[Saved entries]
□ □ □

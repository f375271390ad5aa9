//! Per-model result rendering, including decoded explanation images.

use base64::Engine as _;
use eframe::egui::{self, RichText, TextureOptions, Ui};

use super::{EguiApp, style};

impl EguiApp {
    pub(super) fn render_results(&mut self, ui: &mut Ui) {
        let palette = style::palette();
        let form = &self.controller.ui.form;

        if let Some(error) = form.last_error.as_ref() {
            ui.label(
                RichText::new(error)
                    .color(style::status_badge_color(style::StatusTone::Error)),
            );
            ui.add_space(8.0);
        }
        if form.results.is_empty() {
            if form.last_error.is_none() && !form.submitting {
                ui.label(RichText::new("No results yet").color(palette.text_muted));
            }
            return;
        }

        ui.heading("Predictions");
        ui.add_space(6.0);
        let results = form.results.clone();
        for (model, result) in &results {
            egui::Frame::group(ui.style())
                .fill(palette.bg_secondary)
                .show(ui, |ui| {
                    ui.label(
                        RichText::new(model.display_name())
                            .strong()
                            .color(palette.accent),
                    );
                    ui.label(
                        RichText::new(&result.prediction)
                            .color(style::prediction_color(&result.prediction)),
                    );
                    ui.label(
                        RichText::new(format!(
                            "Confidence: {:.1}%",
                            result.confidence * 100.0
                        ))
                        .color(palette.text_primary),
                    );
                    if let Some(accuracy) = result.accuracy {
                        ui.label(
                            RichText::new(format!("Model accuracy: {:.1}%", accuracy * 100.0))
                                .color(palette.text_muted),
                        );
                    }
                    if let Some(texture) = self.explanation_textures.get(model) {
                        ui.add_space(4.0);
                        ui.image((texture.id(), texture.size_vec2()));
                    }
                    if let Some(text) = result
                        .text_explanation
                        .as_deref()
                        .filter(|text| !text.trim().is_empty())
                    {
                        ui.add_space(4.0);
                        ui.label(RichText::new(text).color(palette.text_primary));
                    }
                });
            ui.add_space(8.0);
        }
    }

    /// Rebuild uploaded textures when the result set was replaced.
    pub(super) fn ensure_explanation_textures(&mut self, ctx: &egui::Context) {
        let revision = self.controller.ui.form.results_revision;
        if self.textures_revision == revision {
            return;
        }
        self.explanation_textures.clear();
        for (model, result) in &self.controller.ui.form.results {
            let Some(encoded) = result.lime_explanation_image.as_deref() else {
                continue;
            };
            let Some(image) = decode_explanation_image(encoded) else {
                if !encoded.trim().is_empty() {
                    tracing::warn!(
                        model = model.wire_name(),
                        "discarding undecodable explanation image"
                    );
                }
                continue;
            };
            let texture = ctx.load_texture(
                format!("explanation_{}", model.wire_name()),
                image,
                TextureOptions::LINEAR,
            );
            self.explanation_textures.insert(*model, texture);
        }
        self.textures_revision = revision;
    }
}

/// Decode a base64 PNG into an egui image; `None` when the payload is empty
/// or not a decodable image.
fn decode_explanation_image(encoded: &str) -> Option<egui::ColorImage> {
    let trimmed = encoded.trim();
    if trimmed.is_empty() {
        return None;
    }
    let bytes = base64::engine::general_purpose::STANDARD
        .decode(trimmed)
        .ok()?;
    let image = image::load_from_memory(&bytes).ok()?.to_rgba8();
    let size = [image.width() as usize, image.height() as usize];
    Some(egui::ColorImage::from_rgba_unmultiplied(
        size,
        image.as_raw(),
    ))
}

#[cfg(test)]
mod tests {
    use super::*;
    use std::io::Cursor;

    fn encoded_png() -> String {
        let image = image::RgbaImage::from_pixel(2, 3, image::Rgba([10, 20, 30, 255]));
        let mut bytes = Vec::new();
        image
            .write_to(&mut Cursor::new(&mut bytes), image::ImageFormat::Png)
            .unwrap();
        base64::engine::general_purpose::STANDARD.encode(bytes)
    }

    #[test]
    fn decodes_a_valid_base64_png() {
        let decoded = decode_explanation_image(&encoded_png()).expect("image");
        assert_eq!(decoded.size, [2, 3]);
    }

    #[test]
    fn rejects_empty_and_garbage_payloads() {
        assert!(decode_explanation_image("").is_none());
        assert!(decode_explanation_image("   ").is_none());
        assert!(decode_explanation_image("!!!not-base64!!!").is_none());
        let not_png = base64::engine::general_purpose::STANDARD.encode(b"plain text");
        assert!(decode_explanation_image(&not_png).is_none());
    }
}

□ □ □

■ **What the task requires**: Extract the first line above and each line after it up to and including the one with "pub(super) fn render_results(&mut", please, exactly and with nothing else.

■ **Task output**:
repository f375271390ad5aa9
//! Per-model result rendering, including decoded explanation images.

use base64::Engine as _;
use eframe::egui::{self, RichText, TextureOptions, Ui};

use super::{EguiApp, style};

impl EguiApp {
    pub(super) fn render_results(&mut self, ui: &mut Ui) {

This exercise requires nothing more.